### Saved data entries
━━━━━━━━━━
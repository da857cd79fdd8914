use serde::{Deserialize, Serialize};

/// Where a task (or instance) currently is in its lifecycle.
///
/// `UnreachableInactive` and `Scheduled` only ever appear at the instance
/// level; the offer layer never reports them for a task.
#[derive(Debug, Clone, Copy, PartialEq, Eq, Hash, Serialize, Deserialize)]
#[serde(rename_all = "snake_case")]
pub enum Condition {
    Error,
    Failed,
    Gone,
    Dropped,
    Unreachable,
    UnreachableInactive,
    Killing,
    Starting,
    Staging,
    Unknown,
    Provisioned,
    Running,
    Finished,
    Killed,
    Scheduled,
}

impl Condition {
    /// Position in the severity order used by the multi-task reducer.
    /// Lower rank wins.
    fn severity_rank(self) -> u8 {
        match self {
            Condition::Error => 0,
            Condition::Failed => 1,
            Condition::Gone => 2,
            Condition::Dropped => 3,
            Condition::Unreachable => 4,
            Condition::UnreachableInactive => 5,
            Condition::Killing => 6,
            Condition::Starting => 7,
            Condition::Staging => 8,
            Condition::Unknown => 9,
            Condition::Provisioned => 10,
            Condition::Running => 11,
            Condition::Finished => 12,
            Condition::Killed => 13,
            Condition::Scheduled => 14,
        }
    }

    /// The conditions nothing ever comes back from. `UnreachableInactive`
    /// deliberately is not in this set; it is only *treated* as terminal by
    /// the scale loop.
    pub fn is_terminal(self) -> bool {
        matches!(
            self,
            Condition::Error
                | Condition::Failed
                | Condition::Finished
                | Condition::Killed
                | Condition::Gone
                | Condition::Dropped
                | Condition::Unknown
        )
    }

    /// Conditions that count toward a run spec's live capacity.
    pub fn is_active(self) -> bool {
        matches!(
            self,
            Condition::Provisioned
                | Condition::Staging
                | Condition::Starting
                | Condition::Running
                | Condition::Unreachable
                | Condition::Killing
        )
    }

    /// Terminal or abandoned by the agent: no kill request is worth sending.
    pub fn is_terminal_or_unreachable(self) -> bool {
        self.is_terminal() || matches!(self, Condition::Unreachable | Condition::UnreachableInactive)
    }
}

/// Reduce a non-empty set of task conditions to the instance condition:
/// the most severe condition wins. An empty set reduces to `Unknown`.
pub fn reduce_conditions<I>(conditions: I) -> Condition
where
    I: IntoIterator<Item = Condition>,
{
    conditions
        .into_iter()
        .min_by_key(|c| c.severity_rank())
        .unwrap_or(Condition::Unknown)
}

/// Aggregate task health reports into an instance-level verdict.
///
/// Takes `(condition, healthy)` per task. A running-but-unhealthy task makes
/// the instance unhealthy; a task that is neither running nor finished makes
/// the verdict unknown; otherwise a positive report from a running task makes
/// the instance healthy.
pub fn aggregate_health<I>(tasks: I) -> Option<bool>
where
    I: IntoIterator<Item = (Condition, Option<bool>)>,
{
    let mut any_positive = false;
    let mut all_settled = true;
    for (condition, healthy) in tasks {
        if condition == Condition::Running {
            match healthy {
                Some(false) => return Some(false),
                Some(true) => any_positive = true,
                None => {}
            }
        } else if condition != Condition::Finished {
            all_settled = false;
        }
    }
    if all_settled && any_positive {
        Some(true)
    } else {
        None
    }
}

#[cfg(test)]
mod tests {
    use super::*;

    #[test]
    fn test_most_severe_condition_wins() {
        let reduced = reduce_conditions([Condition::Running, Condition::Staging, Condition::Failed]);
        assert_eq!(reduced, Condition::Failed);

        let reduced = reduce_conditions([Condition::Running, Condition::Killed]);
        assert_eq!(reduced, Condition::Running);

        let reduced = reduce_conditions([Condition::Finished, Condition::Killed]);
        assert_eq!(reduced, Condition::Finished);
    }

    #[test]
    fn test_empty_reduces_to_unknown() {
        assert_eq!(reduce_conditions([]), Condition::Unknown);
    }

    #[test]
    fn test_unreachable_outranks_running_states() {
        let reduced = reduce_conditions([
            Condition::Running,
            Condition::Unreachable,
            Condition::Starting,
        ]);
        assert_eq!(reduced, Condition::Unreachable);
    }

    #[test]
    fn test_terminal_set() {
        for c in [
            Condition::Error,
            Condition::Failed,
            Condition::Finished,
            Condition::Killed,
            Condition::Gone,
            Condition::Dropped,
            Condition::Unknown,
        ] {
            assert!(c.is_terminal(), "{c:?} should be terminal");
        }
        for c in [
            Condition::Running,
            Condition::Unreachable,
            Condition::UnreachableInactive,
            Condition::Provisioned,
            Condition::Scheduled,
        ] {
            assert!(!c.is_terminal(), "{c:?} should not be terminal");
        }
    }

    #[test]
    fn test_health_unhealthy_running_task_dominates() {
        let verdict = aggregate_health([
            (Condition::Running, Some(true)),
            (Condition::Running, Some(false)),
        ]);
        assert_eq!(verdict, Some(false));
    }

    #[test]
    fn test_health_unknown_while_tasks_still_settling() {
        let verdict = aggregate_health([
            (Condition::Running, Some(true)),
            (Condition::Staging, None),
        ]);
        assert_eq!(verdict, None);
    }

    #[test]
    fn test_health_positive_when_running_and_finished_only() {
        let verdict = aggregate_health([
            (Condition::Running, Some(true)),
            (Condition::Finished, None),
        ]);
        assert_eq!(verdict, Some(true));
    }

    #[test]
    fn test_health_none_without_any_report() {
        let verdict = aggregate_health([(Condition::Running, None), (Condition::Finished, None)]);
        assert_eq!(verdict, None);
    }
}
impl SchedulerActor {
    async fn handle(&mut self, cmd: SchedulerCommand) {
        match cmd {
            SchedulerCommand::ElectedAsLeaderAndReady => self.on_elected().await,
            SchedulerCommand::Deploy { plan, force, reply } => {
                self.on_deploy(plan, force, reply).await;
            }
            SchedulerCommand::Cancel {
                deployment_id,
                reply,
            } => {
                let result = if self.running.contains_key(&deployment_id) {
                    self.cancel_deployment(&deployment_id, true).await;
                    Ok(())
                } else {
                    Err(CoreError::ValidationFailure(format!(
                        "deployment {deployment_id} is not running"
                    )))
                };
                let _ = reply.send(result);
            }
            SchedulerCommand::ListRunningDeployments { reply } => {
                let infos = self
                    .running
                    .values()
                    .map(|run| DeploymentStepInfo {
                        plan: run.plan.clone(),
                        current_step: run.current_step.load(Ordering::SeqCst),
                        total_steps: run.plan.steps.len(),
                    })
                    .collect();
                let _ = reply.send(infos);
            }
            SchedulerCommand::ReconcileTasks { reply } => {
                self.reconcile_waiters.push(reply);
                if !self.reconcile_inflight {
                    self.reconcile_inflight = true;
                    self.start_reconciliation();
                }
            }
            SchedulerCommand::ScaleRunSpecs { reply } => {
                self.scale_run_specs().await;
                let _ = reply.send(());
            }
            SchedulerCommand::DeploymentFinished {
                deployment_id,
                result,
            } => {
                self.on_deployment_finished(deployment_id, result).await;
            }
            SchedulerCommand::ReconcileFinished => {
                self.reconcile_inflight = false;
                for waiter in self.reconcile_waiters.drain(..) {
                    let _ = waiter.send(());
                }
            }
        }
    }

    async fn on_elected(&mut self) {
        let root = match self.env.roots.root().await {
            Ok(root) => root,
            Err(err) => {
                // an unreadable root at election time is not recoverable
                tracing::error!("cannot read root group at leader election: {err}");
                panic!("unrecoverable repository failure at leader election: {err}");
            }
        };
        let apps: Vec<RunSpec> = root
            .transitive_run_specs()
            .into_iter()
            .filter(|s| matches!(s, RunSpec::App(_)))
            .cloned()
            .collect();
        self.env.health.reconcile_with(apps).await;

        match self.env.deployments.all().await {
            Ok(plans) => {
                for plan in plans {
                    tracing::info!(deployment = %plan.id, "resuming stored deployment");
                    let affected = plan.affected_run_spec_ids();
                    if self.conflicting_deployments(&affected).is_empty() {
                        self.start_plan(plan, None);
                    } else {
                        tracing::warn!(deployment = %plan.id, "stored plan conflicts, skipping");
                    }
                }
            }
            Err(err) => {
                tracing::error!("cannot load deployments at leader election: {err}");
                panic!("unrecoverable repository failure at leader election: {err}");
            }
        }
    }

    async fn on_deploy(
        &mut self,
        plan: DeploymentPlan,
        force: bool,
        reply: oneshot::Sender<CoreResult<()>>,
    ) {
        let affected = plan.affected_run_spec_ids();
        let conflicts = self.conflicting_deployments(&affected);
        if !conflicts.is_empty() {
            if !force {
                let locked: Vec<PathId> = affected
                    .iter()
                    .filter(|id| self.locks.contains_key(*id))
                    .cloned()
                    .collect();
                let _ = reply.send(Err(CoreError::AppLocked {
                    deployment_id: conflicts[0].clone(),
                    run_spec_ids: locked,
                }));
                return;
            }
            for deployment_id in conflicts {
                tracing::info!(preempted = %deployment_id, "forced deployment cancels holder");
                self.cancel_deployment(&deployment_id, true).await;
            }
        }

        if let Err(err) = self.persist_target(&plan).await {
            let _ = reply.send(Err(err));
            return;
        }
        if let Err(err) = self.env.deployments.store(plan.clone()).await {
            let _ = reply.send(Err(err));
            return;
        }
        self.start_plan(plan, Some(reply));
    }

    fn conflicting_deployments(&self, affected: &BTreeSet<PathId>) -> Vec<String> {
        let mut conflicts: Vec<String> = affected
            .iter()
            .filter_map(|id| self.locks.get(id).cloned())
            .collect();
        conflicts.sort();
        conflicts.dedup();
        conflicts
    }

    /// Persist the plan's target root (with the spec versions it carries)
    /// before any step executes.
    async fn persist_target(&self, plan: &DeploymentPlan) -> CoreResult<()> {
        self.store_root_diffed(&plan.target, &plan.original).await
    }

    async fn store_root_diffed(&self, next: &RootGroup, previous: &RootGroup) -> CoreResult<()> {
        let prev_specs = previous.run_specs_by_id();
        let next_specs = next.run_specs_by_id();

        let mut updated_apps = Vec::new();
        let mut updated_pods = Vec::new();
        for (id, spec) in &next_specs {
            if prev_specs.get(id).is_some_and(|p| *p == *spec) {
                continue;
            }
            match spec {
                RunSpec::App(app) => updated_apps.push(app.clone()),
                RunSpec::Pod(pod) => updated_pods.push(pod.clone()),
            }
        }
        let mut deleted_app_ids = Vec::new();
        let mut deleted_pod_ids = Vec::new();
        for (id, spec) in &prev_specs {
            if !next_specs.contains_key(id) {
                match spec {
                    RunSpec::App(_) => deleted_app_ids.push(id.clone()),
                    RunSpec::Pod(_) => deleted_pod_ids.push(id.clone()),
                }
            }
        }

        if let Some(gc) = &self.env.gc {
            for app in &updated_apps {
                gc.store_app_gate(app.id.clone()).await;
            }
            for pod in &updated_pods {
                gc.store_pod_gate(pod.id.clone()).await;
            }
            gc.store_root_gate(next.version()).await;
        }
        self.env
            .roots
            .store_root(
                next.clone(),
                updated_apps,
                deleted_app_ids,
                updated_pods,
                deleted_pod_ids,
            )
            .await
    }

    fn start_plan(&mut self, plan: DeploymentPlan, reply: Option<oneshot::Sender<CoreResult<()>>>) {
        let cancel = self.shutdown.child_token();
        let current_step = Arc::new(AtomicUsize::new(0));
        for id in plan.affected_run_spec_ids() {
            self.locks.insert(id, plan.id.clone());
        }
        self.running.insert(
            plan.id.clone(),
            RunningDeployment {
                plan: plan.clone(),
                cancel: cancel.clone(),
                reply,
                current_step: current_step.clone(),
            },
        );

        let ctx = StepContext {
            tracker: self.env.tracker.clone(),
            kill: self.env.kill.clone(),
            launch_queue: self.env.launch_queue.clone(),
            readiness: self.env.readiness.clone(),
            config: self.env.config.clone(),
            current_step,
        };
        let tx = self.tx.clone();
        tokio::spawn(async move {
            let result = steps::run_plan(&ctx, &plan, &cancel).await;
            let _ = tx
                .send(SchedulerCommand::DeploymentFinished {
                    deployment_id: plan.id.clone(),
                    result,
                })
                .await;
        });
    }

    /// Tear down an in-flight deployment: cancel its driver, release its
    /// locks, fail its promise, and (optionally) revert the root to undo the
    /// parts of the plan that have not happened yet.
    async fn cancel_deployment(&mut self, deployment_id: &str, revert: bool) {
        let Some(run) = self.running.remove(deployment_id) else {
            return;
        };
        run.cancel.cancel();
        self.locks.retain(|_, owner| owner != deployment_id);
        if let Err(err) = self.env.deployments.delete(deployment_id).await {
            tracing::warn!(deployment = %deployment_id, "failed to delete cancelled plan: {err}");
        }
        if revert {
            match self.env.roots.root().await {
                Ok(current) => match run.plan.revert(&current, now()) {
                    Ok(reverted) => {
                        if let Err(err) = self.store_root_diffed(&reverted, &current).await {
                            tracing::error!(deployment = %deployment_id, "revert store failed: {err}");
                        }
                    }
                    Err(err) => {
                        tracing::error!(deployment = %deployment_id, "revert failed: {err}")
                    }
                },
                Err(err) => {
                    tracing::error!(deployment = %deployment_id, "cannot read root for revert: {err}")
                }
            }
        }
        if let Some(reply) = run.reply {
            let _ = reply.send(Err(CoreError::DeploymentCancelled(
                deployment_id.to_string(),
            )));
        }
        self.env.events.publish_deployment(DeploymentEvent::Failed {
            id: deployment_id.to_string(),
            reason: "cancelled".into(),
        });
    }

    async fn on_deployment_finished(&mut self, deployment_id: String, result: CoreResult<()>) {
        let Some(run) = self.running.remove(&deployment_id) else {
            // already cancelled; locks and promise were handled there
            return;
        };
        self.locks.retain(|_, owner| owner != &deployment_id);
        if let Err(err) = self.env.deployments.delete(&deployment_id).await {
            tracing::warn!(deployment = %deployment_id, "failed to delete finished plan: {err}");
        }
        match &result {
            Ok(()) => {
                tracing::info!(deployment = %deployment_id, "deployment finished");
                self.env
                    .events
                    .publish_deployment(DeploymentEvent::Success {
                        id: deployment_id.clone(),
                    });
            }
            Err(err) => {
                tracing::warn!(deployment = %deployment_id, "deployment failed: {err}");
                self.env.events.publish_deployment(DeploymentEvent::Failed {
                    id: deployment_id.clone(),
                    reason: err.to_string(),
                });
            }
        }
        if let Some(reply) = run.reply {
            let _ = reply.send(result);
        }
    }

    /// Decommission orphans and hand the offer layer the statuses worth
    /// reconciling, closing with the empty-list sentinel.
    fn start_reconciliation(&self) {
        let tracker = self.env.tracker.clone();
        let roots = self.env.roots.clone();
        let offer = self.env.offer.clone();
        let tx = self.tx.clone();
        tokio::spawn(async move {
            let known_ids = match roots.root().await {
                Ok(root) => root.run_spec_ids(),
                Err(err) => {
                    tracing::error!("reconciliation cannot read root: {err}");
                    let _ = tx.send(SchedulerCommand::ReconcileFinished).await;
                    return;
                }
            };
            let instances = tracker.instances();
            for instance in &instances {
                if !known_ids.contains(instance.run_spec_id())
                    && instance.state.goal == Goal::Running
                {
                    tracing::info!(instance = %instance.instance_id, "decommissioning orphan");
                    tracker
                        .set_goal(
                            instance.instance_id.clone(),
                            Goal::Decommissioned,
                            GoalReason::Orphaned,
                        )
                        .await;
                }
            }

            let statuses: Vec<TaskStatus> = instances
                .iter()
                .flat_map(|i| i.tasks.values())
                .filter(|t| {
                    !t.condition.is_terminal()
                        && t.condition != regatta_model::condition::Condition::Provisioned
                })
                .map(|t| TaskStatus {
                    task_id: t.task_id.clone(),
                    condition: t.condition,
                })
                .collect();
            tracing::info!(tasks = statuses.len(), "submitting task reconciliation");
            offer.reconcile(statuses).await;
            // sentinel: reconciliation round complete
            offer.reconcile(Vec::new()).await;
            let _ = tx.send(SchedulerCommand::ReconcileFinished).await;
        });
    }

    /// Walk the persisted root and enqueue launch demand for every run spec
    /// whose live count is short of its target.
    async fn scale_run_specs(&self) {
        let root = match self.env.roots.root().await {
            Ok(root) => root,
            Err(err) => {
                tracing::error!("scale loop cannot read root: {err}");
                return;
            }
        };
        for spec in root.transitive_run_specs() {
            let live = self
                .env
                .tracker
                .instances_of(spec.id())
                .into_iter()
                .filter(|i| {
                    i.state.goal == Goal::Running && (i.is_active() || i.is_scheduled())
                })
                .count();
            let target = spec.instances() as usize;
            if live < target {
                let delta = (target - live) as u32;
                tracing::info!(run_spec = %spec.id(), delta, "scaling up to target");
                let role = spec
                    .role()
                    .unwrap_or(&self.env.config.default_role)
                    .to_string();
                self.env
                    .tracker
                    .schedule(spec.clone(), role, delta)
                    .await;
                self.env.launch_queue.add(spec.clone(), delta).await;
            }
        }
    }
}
━━━━━━━━━━
### Task instructions
Give only the number of lines in the data that include the string "CoreError".

### Answer space
3